Bemerkenswert ist, dass Politiker als Vorbilder bei Jugendlichen überhaupt nicht mehr auftauchen. Traditionelle Politik wird abgelehnt, die Politiker haben ein schlechtes Image.

Aber Jugendlichen ein Desinteresse an gesellschafts- und sozialpolitischen Fragen zu unterstellen sei unrichtig, meint Frau Tebbich. Denn das Interesse an (basis-)demokratischen Aktivitäten sei sehr hoch. Laut Wertstudie 2000 können sich viele auch eine Expertokratie vorstellen, allerdings bevorzugt ein Viertel der 1.000 befragten Jugendlichen zwischen 14 und 24 Jahren einen "starken Mann" als Führer. Man muss diese Zahlen allerdings relativieren, denn durch den Reifungsprozess zum Erwachsenen ist eine Entwicklung zur Distanz zu autoritären Mustern möglich. "Diese Aussagen sind geprägt durch das kindliche Gemüt, dass Konflikte durch Stärke und Kraft lösbar seien", erläutert dazu Günther Ogris, wissenschaftlicher Leiter des Instituts für Jugendforschung. Mitbestimmung und Kompromisse auszuverhandeln seit weitaus komplizierter und verlange gewisse Reife und soziale Kompetenz.

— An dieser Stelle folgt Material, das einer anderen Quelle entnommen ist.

//! Stage orchestration.
//!
//! Every derived table is rebuilt in full and swapped in through
//! `Warehouse::replace_tables` behind its validation gate. Reconstruction and
//! aggregation fan out over hash buckets (transaction hash and wallet
//! respectively) so that a grouping key never spans two workers.

use crate::audit::{audit_wallet, WalletAudit};
use crate::chain::{get_contract_config, ContractConfig};
use crate::checkpoint::{load_all, Checkpoint};
use crate::config::Config;
use crate::error::{PipelineError, Result};
use crate::ids::normalize_tx_hash;
use crate::ingest::{
    ChainLogSource, IngestReport, IngestSettings, Ingestor, LogSource, WorkerOutcome,
};
use crate::mapping::{
    check_coverage, check_trade_ids, profile_feed, require_coverage, resolve_markets,
    resolve_resolutions, Enricher, MappingReport,
};
use crate::model::{
    EnrichedTrade, Market, MarketSource, PriceObservation, RawTransferEvent, ReconstructedTrade,
    Resolution, WalletAlias,
};
use crate::pnl::{self, PriceBook};
use crate::reconstruct::{ReconstructionReport, Reconstructor, TokenRegistry};
use crate::rpc::RpcPool;
use crate::validate;
use crate::warehouse::{read_jsonl, tables, SwapReport, Warehouse};
use futures_util::future::try_join_all;
use rust_decimal::Decimal;
use std::collections::hash_map::DefaultHasher;
use std::collections::HashSet;
use std::hash::{Hash, Hasher};
use std::path::Path;
use std::sync::Arc;
use tracing::{info, warn};

/// Stable bucket for a grouping key.
pub fn bucket_of(key: &str, buckets: usize) -> usize {
    let mut h = DefaultHasher::new();
    key.hash(&mut h);
    (h.finish() % buckets.max(1) as u64) as usize
}

fn partition<T, F>(rows: Vec<T>, buckets: usize, key: F) -> Vec<Vec<T>>
where
    F: Fn(&T) -> String,
{
    let buckets = buckets.max(1);
    let mut out: Vec<Vec<T>> = (0..buckets).map(|_| Vec::new()).collect();
    for row in rows {
        let b = bucket_of(&key(&row), buckets);
        out[b].push(row);
    }
    out
}

fn join_error(e: tokio::task::JoinError) -> PipelineError {
    PipelineError::Worker(format!("rebuild worker aborted: {}", e))
}

#[derive(Debug, Clone)]
pub struct AggregateReport {
    pub positions: usize,
    pub wallets: SwapReport,
    pub categories: SwapReport,
}

#[derive(Debug, Clone)]
pub struct StatusReport {
    pub checkpoints: Vec<Checkpoint>,
    pub tables: Vec<(String, usize)>,
}

pub struct Pipeline {
    config: Config,
    warehouse: Warehouse,
    contracts: ContractConfig,
}

impl Pipeline {
    pub fn new(config: Config) -> Result<Self> {
        let warehouse = Warehouse::open(&config.data_dir)?;
        let contracts = get_contract_config(config.chain_id)?;
        Ok(Self {
            config,
            warehouse,
            contracts,
        })
    }

    pub fn warehouse(&self) -> &Warehouse {
        &self.warehouse
    }

    pub fn config(&self) -> &Config {
        &self.config
    }

    fn ingest_settings(&self, to_block: Option<u64>) -> IngestSettings {
        IngestSettings {
            start_block: self.config.start_block,
            batch_blocks: self.config.batch_blocks,
            workers: self.config.ingest_workers,
            to_block,
        }
    }

    /// Stage 1 against the configured RPC endpoints.
    pub async fn ingest(&self, to_block: Option<u64>) -> Result<IngestReport> {
        let rpc = Arc::new(RpcPool::new(self.config.rpc_settings())?);
        let source =
            ChainLogSource::new(rpc, self.contracts.clone(), self.config.usdc_only_ctf_txs)?;
        self.ingest_from(Arc::new(source), to_block).await
    }

    pub async fn ingest_from<S: LogSource + 'static>(
        &self,
        source: Arc<S>,
        to_block: Option<u64>,
    ) -> Result<IngestReport> {
        let ingestor = Ingestor::new(
            source,
            self.warehouse.clone(),
            self.config.checkpoint_dir.clone(),
            self.ingest_settings(to_block),
        );
        ingestor.run().await
    }

    fn canonical_markets(&self) -> Result<Vec<Market>> {
        let rows: Vec<Market> = self.warehouse.read_table_or_empty(tables::MARKETS)?;
        Ok(resolve_markets(rows).rows.into_iter().filter(|m| m.canonical).collect())
    }

    fn raw_events(&self) -> Result<Vec<RawTransferEvent>> {
        let mut events = Vec::new();
        for name in self.warehouse.list_tables(tables::RAW_TRANSFERS_PREFIX)? {
            let rows: Vec<RawTransferEvent> = self.warehouse.read_table(&name)?;
            info!("{}: {} raw events", name, rows.len());
            events.extend(rows);
        }
        Ok(events)
    }

    /// Stage 2: rebuild the canonical trade table from every raw partition.
    pub async fn reconstruct(&self) -> Result<(ReconstructionReport, SwapReport)> {
        let events = self.raw_events()?;
        let markets = self.canonical_markets()?;
        let aliases: Vec<WalletAlias> = self.warehouse.read_table_or_empty(tables::WALLET_ALIASES)?;
        let registry = TokenRegistry::from_markets(&markets);
        info!(
            "reconstructing {} raw events against {} market tokens, {} aliases",
            events.len(),
            registry.len(),
            aliases.len()
        );
        let reconstructor = Arc::new(
            Reconstructor::new(registry, self.contracts.infrastructure_addresses(), &aliases)
                .with_conditional_tokens(&self.contracts.conditional_tokens),
        );

        let buckets =
            partition(events, self.config.rebuild_workers, |e| normalize_tx_hash(&e.tx_hash));
        let tasks = buckets.into_iter().map(|bucket| {
            let r = reconstructor.clone();
            tokio::task::spawn_blocking(move || r.reconstruct(bucket))
        });
        let results = try_join_all(tasks).await.map_err(join_error)?;

        let mut trades: Vec<ReconstructedTrade> = Vec::new();
        let mut report = ReconstructionReport::default();
        for (rows, part) in results {
            trades.extend(rows);
            report.merge(part);
        }
        trades.sort_by(|a, b| {
            let left = (a.block_number, &a.tx_hash, &a.wallet, &a.token_id, a.kind);
            let right = (b.block_number, &b.tx_hash, &b.wallet, &b.token_id, b.kind);
            left.cmp(&right)
        });

        info!(
            "reconstructed {} trades ({} redemptions/merges) from {} transactions \
             ({} duplicate events collapsed, {} USDC-only skipped)",
            report.trades,
            report.settlements,
            report.transactions,
            report.duplicate_events,
            report.skipped_transactions
        );
        for (confidence, n) in &report.by_confidence {
            info!("  confidence {:?}: {}", confidence, n);
        }
        for (quality, n) in report.by_quality.iter().filter(|(q, _)| !q.is_valid()) {
            warn!("  quarantined {}: {}", quality.as_str(), n);
        }
        if report.unreadable_legs > 0 {
            warn!("  {} token legs without a readable position id", report.unreadable_legs);
        }
        info!(
            "token coverage {:.1}% against {} canonical markets",
            report.token_coverage() * 100.0,
            markets.len()
        );
        require_coverage("token mapping", report.token_coverage(), self.config.min_join_coverage)?;

        let swap = self.warehouse.replace_table(tables::TRADES, &trades, validate::trades)?;
        Ok((report, swap))
    }

    /// Stage 3: join trades to markets and resolutions.
    pub async fn map(&self) -> Result<(MappingReport, SwapReport)> {
        let trades: Vec<ReconstructedTrade> = self.warehouse.read_table(tables::TRADES)?;
        check_trade_ids(&trades)?;
        let markets: Vec<Market> = self.warehouse.read_table_or_empty(tables::MARKETS)?;
        let resolutions: Vec<Resolution> = self.warehouse.read_table_or_empty(tables::RESOLUTIONS)?;
        profile_feed(tables::MARKETS, markets.iter().map(|m| m.condition_id.as_str()));
        profile_feed(tables::RESOLUTIONS, resolutions.iter().map(|r| r.condition_id.as_str()));

        let enricher = Enricher::new(markets, resolutions);
        let (rows, report) = enricher.enrich(&trades);
        if report.market_conflicts > 0 || report.resolution_conflicts > 0 {
            info!(
                "source precedence settled {} market and {} resolution conflicts",
                report.market_conflicts, report.resolution_conflicts
            );
        }
        check_coverage(&report, self.config.min_join_coverage)?;

        let expected = trades.len();
        let swap = self.warehouse.replace_table(tables::ENRICHED_TRADES, &rows, |rows| {
            validate::enriched(rows, expected)
        })?;
        Ok((report, swap))
    }

    /// Stage 4: wallet and wallet/category P&L.
    pub async fn aggregate(&self) -> Result<AggregateReport> {
        let trades: Vec<EnrichedTrade> = self.warehouse.read_table(tables::ENRICHED_TRADES)?;
        let observations: Vec<PriceObservation> =
            self.warehouse.read_table_or_empty(tables::PRICES)?;
        let prices = Arc::new(PriceBook::build(&trades, &observations));
        info!(
            "aggregating {} enriched trades with {} price marks",
            trades.len(),
            prices.len()
        );

        let buckets = partition(trades, self.config.rebuild_workers, |t| t.trade.wallet.clone());
        let tasks = buckets.into_iter().map(|bucket| {
            let prices = prices.clone();
            tokio::task::spawn_blocking(move || pnl::aggregate(&bucket, &prices))
        });
        let results = try_join_all(tasks).await.map_err(join_error)?;

        let mut positions = Vec::new();
        let mut wallets = Vec::new();
        let mut categories = Vec::new();
        for out in results {
            positions.extend(out.positions);
            wallets.extend(out.wallets);
            categories.extend(out.categories);
        }
        validate::positions(&positions)?;
        wallets.sort_by(|a, b| a.wallet.cmp(&b.wallet));
        categories.sort_by(|a, b| (&a.wallet, &a.category).cmp(&(&b.wallet, &b.category)));

        let realized: Decimal = wallets.iter().map(|w| w.realized_pnl).sum();
        let unrealized: Decimal = wallets.iter().map(|w| w.unrealized_pnl).sum();
        info!(
            "{} positions across {} wallets: realized {} unrealized {}",
            positions.len(),
            wallets.len(),
            realized,
            unrealized
        );

        let targets = [
            (tables::WALLET_PNL, wallets.as_slice()),
            (tables::WALLET_CATEGORY_PNL, categories.as_slice()),
        ];
        let swaps = self.warehouse.replace_tables(&targets, validate::wallet_pnl)?;
        let [wallet_swap, category_swap]: [SwapReport; 2] = swaps.try_into().map_err(|_| {
            PipelineError::validation(tables::WALLET_PNL, "expected two swapped tables")
        })?;
        Ok(AggregateReport {
            positions: positions.len(),
            wallets: wallet_swap,
            categories: category_swap,
        })
    }

    /// All four stages. Derived tables are only rebuilt on a gap-free ingest.
    pub async fn run(&self, to_block: Option<u64>) -> Result<AggregateReport> {
        let ingest = self.ingest(to_block).await?;
        self.rebuild_after(ingest).await
    }

    pub async fn rebuild_after(&self, ingest: IngestReport) -> Result<AggregateReport> {
        if !ingest.is_complete() {
            let halted: Vec<String> = ingest
                .workers
                .iter()
                .filter_map(|w| match &w.outcome {
                    WorkerOutcome::Halted { at_block, error } => {
                        Some(format!("worker {} at block {}: {}", w.worker_id, at_block, error))
                    }
                    WorkerOutcome::Completed => None,
                })
                .collect();
            return Err(PipelineError::IngestIncomplete(halted.join("; ")));
        }
        self.reconstruct().await?;
        self.map().await?;
        self.aggregate().await
    }

    /// Load a market feed file. Rows from the sources present in the file
    /// replace that source's previous rows; other sources are kept.
    pub fn import_markets(&self, path: &Path) -> Result<SwapReport> {
        let incoming: Vec<Market> = read_jsonl(path)?;
        profile_feed(&path.display().to_string(), incoming.iter().map(|m| m.condition_id.as_str()));
        let sources: HashSet<MarketSource> = incoming.iter().map(|m| m.source).collect();
        let existing: Vec<Market> = self.warehouse.read_table_or_empty(tables::MARKETS)?;
        let mut rows: Vec<Market> =
            existing.into_iter().filter(|m| !sources.contains(&m.source)).collect();
        rows.extend(incoming);

        let resolved = resolve_markets(rows);
        info!(
            "markets: {} rows, {} conditions with competing sources, {} rejected",
            resolved.rows.len(),
            resolved.conflicts,
            resolved.rejected
        );
        self.warehouse.replace_table(tables::MARKETS, &resolved.rows, validate::markets)
    }

    pub fn import_resolutions(&self, path: &Path) -> Result<SwapReport> {
        let incoming: Vec<Resolution> = read_jsonl(path)?;
        profile_feed(&path.display().to_string(), incoming.iter().map(|r| r.condition_id.as_str()));
        let sources: HashSet<MarketSource> = incoming.iter().map(|r| r.source).collect();
        let existing: Vec<Resolution> = self.warehouse.read_table_or_empty(tables::RESOLUTIONS)?;
        let mut rows: Vec<Resolution> =
            existing.into_iter().filter(|r| !sources.contains(&r.source)).collect();
        rows.extend(incoming);

        let resolved = resolve_resolutions(rows);
        info!(
            "resolutions: {} rows for {} conditions, {} rejected",
            resolved.rows.len(),
            resolved.canonical.len(),
            resolved.rejected
        );
        self.warehouse.replace_table(tables::RESOLUTIONS, &resolved.rows, validate::resolutions)
    }

    pub fn status(&self) -> Result<StatusReport> {
        let checkpoints = load_all(&self.config.checkpoint_dir)?;
        let mut tables = Vec::new();
        for name in self.warehouse.list_tables("")? {
            let rows = self.warehouse.row_count(&name)?;
            tables.push((name, rows));
        }
        Ok(StatusReport { checkpoints, tables })
    }

    pub fn archive(&self, table: &str) -> Result<String> {
        self.warehouse.archive(table)
    }

    pub fn audit(&self, wallet: &str, reference_volume: Option<Decimal>) -> Result<WalletAudit> {
        let aliases: Vec<WalletAlias> = self.warehouse.read_table_or_empty(tables::WALLET_ALIASES)?;
        let events = self.raw_events()?;
        let trades: Vec<ReconstructedTrade> = self.warehouse.read_table_or_empty(tables::TRADES)?;
        Ok(audit_wallet(wallet, &aliases, &events, &trades, reference_volume))
    }
}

Jugendliche sehen allerdings die Relevanz der traditionellen Politik nicht mehr und lehnen sie daher ab. Es ist ihnen klar, dass es meistens nicht um Inhalte geht, sondern nur um Parteipolitik. Auch der hierarchischen Struktur in Parteien stehen sie kritisch gegenüber. Ein Politiker müsse Inhalte glaubhaft vertreten können, er solle authentisch sein, dann würde er eher als Vorbild auftauchen. "Es gibt aber für Jugendliche attraktive Politiker, zum Beispiel Jörg Haider als Oppositionspolitiker. Er war attraktiv, allerdings weniger wegen der Inhalte, sondern aufgrund seines Auftreten, seines ,Stylings', wegen des Rebellentums gegen die traditionelle, alteingesessene Politik", stellt dazu Heide Tebbich fest.